Par Lahouari Addi

Abdelaziz Bouteflika est mort deux fois parce qu’il avait théoriquement comme dirigeant deux corps. Le premier est lié aux fonctions officielles qui étaient les siennes. Le deuxième est celui de sa personne privée. Le premier corps est mort le 22 février 2019 et le second est mort le 17 septembre 2021. L’existence de Bouteflika confirme une loi de l’histoire des révolutions: elles profitent aux personnages de troisième et de quatrième rang, jamais à ceux qui les ont déclenchées et portées à bout de bras. A l’age de 19 ans, alors qu’il est lycéen en classe de première, Bouteflika rejoint le FLN à Oujda. Il est remarqué par le colonel Boumédiène, chef de la Wilay 5, et il devient un de ses fidèles compagnons. Il n’a jamais fait partie de l’Etat-Major de la V installé au Maroc, ni de l’Etat-Major Général installé en Tunisie parce que Bouteflika n’a jamais été un responsable militaire. Il avait été cependant chargé de missions administratives. Il les accomplira sous la protection de son chef.

Comme partout ailleurs, et pas seulement en Algérie, les révolutions sont un formidable ascenseur social pour ceux qui élaborent des stratégies et qui posent le pouvoir comme une fin en soi. A l’indépendance, Bouteflika est le plus jeune ministre au monde. On raconte qu’il avait demandé un jour l’âge d’un ministre des affaires étrangères européen, et celui-ci lui aurait répondu qu’il avait son âge en expériences, c’est-à-dire 25 ans. Après les heures de gloire de la diplomatie algérienne dans les années 1970, et après la mort de Boumédiène, Bouteflika a subi une traversée du désert assez longue. Il estimait qu’il était l’héritier légitime de Boumédiène, mais les militaires avaient choisi le colonel Chadli Bendjedid comme chef d’Etat. La chance va cependant lui sourire en 1999 lorsque les chefs militaires font appel à lui pour remplacer le président Zéroual qui venait de démissionner de son poste. Il occupera la fonction de président pendant vingt ans, sans autorité, bien qu’il ait déclaré qu’il ne voulait pas être un quart de président. Durant ces vingt ans, il a été malade pendant 15 ans, et il n’a jamais pensé à démissionner pour raisons de santé. L’Etat était le dernier de ses soucis parce que son obsession pour le pouvoir était au-dessus de l’Algérie. Algérie qu’il a blessée profondément lorsqu’il est parti se soigner dans l’hôpital de l’armée française qui n’a pas laissé de bons souvenirs dans les douars et villages bombardés par l’aviation et l’artillerie. Vingt ans! La durée de temps qu’a mis la Chine pour devenir une puissance économique mondiale entre 1980 et 2000. Entre-temps, l’Algérie faisait du surplace. Quand le pouvoir est une fin en soi, la priorité est le maintien du régime et non le développement.

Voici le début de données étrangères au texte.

//! Core emotion types: categories, intensity buckets, and classification results.

use std::fmt;
use std::str::FromStr;

use serde::{Deserialize, Serialize};

use crate::error::EmotionError;

/// Closed set of emotional states the classifier can assign.
///
/// Declaration order is significant: when two categories tie on score the one
/// declared first wins. [`EmotionCategory::ALL`] lists the variants in that
/// order.
#[derive(Debug, Clone, Copy, PartialEq, Eq, Hash, Serialize, Deserialize)]
#[serde(rename_all = "snake_case")]
pub enum EmotionCategory {
    Anxious,
    Frustrated,
    Confused,
    Motivated,
    Tired,
    Confident,
    Overwhelmed,
    /// No signal. Never carries patterns; only ever a classification outcome.
    Neutral,
    Excited,
    Discouraged,
}

impl EmotionCategory {
    /// Every category in declaration (tie-break) order.
    pub const ALL: [EmotionCategory; 10] = [
        Self::Anxious,
        Self::Frustrated,
        Self::Confused,
        Self::Motivated,
        Self::Tired,
        Self::Confident,
        Self::Overwhelmed,
        Self::Neutral,
        Self::Excited,
        Self::Discouraged,
    ];

    /// Position of this category in [`EmotionCategory::ALL`].
    pub fn index(self) -> usize {
        self as usize
    }

    /// Stable lowercase name, matching the serde representation.
    pub fn name(self) -> &'static str {
        match self {
            Self::Anxious => "anxious",
            Self::Frustrated => "frustrated",
            Self::Confused => "confused",
            Self::Motivated => "motivated",
            Self::Tired => "tired",
            Self::Confident => "confident",
            Self::Overwhelmed => "overwhelmed",
            Self::Neutral => "neutral",
            Self::Excited => "excited",
            Self::Discouraged => "discouraged",
        }
    }

    /// Distress states that count towards a sustained-stress streak.
    pub fn is_negative(self) -> bool {
        matches!(
            self,
            Self::Anxious | Self::Frustrated | Self::Overwhelmed | Self::Discouraged
        )
    }

    /// States that count as positive reinforcement.
    pub fn is_positive(self) -> bool {
        matches!(self, Self::Motivated | Self::Confident | Self::Excited)
    }
}

impl fmt::Display for EmotionCategory {
    fn fmt(&self, f: &mut fmt::Formatter<'_>) -> fmt::Result {
        f.write_str(self.name())
    }
}

impl FromStr for EmotionCategory {
    type Err = EmotionError;

    fn from_str(s: &str) -> Result<Self, Self::Err> {
        let wanted = s.trim().to_ascii_lowercase();
        Self::ALL
            .into_iter()
            .find(|category| category.name() == wanted)
            .ok_or_else(|| EmotionError::InvalidInput(format!("unknown emotion category: {s}")))
    }
}

/// Coarse bucket for the winning score. Ordered `Low < Medium < High`.
#[derive(
    Debug, Clone, Copy, Default, PartialEq, Eq, PartialOrd, Ord, Hash, Serialize, Deserialize,
)]
#[serde(rename_all = "lowercase")]
pub enum IntensityLevel {
    #[default]
    Low,
    Medium,
    High,
}

/// Winning score at or above which intensity is [`IntensityLevel::High`].
pub const HIGH_INTENSITY_SCORE: u32 = 6;

/// Winning score at or above which intensity is [`IntensityLevel::Medium`].
pub const MEDIUM_INTENSITY_SCORE: u32 = 3;

impl IntensityLevel {
    /// Bucket a winning score.
    pub fn from_score(score: u32) -> Self {
        if score >= HIGH_INTENSITY_SCORE {
            Self::High
        } else if score >= MEDIUM_INTENSITY_SCORE {
            Self::Medium
        } else {
            Self::Low
        }
    }
}

impl fmt::Display for IntensityLevel {
    fn fmt(&self, f: &mut fmt::Formatter<'_>) -> fmt::Result {
        match self {
            Self::Low => write!(f, "low"),
            Self::Medium => write!(f, "medium"),
            Self::High => write!(f, "high"),
        }
    }
}

/// Outcome of classifying a single message.
#[derive(Debug, Clone, PartialEq, Serialize, Deserialize)]
pub struct ClassificationResult {
    /// Winning category.
    pub primary_emotion: EmotionCategory,
    /// Bucketed strength of the winning score.
    pub intensity: IntensityLevel,
    /// Winning score as a fraction of the total score, in `0.0..=1.0`.
    pub confidence: f32,
    /// Fragments and motifs that contributed to the winner, in match order.
    #[serde(default)]
    pub indicators: Vec<String>,
    /// The user would likely benefit from a pause.
    pub needs_break: bool,
    /// The user would likely benefit from encouragement.
    pub needs_encouragement: bool,
    /// Explanations should be simplified.
    pub needs_simplification: bool,
}

impl ClassificationResult {
    /// The no-signal result: neutral, full confidence, nothing flagged.
    pub fn neutral() -> Self {
        Self {
            primary_emotion: EmotionCategory::Neutral,
            intensity: IntensityLevel::Low,
            confidence: 1.0,
            indicators: Vec::new(),
            needs_break: false,
            needs_encouragement: false,
            needs_simplification: false,
        }
    }

    /// Returns `true` unless this is the no-signal neutral result.
    #[must_use]
    pub fn has_signal(&self) -> bool {
        *self != Self::neutral()
    }
}

#[cfg(test)]
mod tests {
    #![allow(clippy::unwrap_used, clippy::expect_used)]

    use super::*;

    // ── EmotionCategory ─────────────────────────────────────────────────

    #[test]
    fn all_is_in_declaration_order() {
        for (i, category) in EmotionCategory::ALL.iter().enumerate() {
            assert_eq!(category.index(), i, "index of {category}");
        }
        assert_eq!(EmotionCategory::ALL[0], EmotionCategory::Anxious);
        assert_eq!(EmotionCategory::ALL[7], EmotionCategory::Neutral);
        assert_eq!(EmotionCategory::ALL[9], EmotionCategory::Discouraged);
    }

    #[test]
    fn negative_and_positive_sets_are_disjoint() {
        for category in EmotionCategory::ALL {
            assert!(
                !(category.is_negative() && category.is_positive()),
                "{category} cannot be both"
            );
        }
        let negatives = EmotionCategory::ALL
            .iter()
            .filter(|c| c.is_negative())
            .count();
        let positives = EmotionCategory::ALL
            .iter()
            .filter(|c| c.is_positive())
            .count();
        assert_eq!(negatives, 4);
        assert_eq!(positives, 3);
    }

    #[test]
    fn neutral_confused_tired_are_neither() {
        for category in [
            EmotionCategory::Neutral,
            EmotionCategory::Confused,
            EmotionCategory::Tired,
        ] {
            assert!(!category.is_negative());
            assert!(!category.is_positive());
        }
    }

    #[test]
    fn from_str_accepts_names_case_insensitively() {
        assert_eq!(
            "Overwhelmed".parse::<EmotionCategory>().unwrap(),
            EmotionCategory::Overwhelmed
        );
        for category in EmotionCategory::ALL {
            assert_eq!(category.name().parse::<EmotionCategory>().unwrap(), category);
        }
    }

    #[test]
    fn from_str_rejects_unknown() {
        let err = "furious".parse::<EmotionCategory>().unwrap_err();
        assert!(err.to_string().contains("furious"));
    }

    #[test]
    fn serde_uses_snake_case_names() {
        let json = serde_json::to_string(&EmotionCategory::Discouraged).unwrap();
        assert_eq!(json, "\"discouraged\"");
    }

    // ── IntensityLevel ──────────────────────────────────────────────────

    #[test]
    fn intensity_buckets() {
        assert_eq!(IntensityLevel::from_score(0), IntensityLevel::Low);
        assert_eq!(IntensityLevel::from_score(2), IntensityLevel::Low);
        assert_eq!(IntensityLevel::from_score(3), IntensityLevel::Medium);
        assert_eq!(IntensityLevel::from_score(5), IntensityLevel::Medium);
        assert_eq!(IntensityLevel::from_score(6), IntensityLevel::High);
        assert_eq!(IntensityLevel::from_score(40), IntensityLevel::High);
    }

    #[test]
    fn intensity_is_ordered() {
        assert!(IntensityLevel::Low < IntensityLevel::Medium);
        assert!(IntensityLevel::Medium < IntensityLevel::High);
    }

    // ── ClassificationResult ────────────────────────────────────────────

    #[test]
    fn neutral_result_has_no_signal() {
        let result = ClassificationResult::neutral();
        assert_eq!(result.primary_emotion, EmotionCategory::Neutral);
        assert_eq!(result.confidence, 1.0);
        assert!(result.indicators.is_empty());
        assert!(!result.has_signal());
    }

    #[test]
    fn result_round_trips_through_json() {
        let result = ClassificationResult {
            primary_emotion: EmotionCategory::Tired,
            intensity: IntensityLevel::Medium,
            confidence: 0.75,
            indicators: vec!["cansad".into(), "...".into()],
            needs_break: true,
            needs_encouragement: false,
            needs_simplification: false,
        };
        let json = serde_json::to_string(&result).unwrap();
        assert!(json.contains("\"primary_emotion\":\"tired\""));
        assert!(json.contains("\"intensity\":\"medium\""));
        let back: ClassificationResult = serde_json::from_str(&json).unwrap();
        assert_eq!(back, result);
        assert!(back.has_signal());
    }
}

L’histoire retiendra que sous Bouteflika, l’Algérie a exporté entre 2001 et 20014 pour 1000 milliards de dollars en hydrocarbures. La réserve financière avait atteint les 200 milliards de dollars. Si à l’époque, l’Algérie avait opté pour la création d’un fonds souverain de 500 milliards de dollars, ce fonds souverain aurait rapporté 25 milliards de dollars par an à 5%, ce qui correspond à la moitié du budget de l’Etat. La constitution d’un fonds souverain au début des années 2000 était financièrement possible. Avec un fonds souverain de 1 200 milliards de dollars, la Norvège a engrangé 100 milliards de dollars de revenus pendant les 6 premiers mois de l’année 2021. Bouteflika et son entourage ne pensaient pas à ces perspectives parce que pour eux, les recettes des hydrocarbures sont une ressource politique et non un capital économique à fructifier pour les générations futures. Le dernier mot revient à Machiavel qui avait écrit qu’un homme politique, pour réussir, doit avoir la « fortuna » et la « virtue ». La « fortuna », ce sont les circonstances à travers lesquelles un individu privé devient un homme politique. Les révolutions et les guerres sont des circonstances où des individus anonymes émergent. La guerre de libération a été la « fortuna » pour Bouteflika. Il n’avait cependant pas la « virtue » qui désigne l’ensemble des qualités que doit avoir un chef, notamment la conviction en un idéal et le sens des perspectives historiques. Les habits de chef d’Etat étaient trop grands pour Bouteflika qui confondait politique et jeux de pouvoir. Les historiens seront durs avec lui et ne lui trouveront aucune circonstance atténuante. L’historien Ernst Kantorowicz parlait des deux corps du roi. Celui du roi incarnant la nation, et celui du corps biologique du roi. Durant son règne formel, Bouteflika n’est jamais arrivé à faire corps avec la nation qui l’a chassé du pouvoir un 22 février 2019.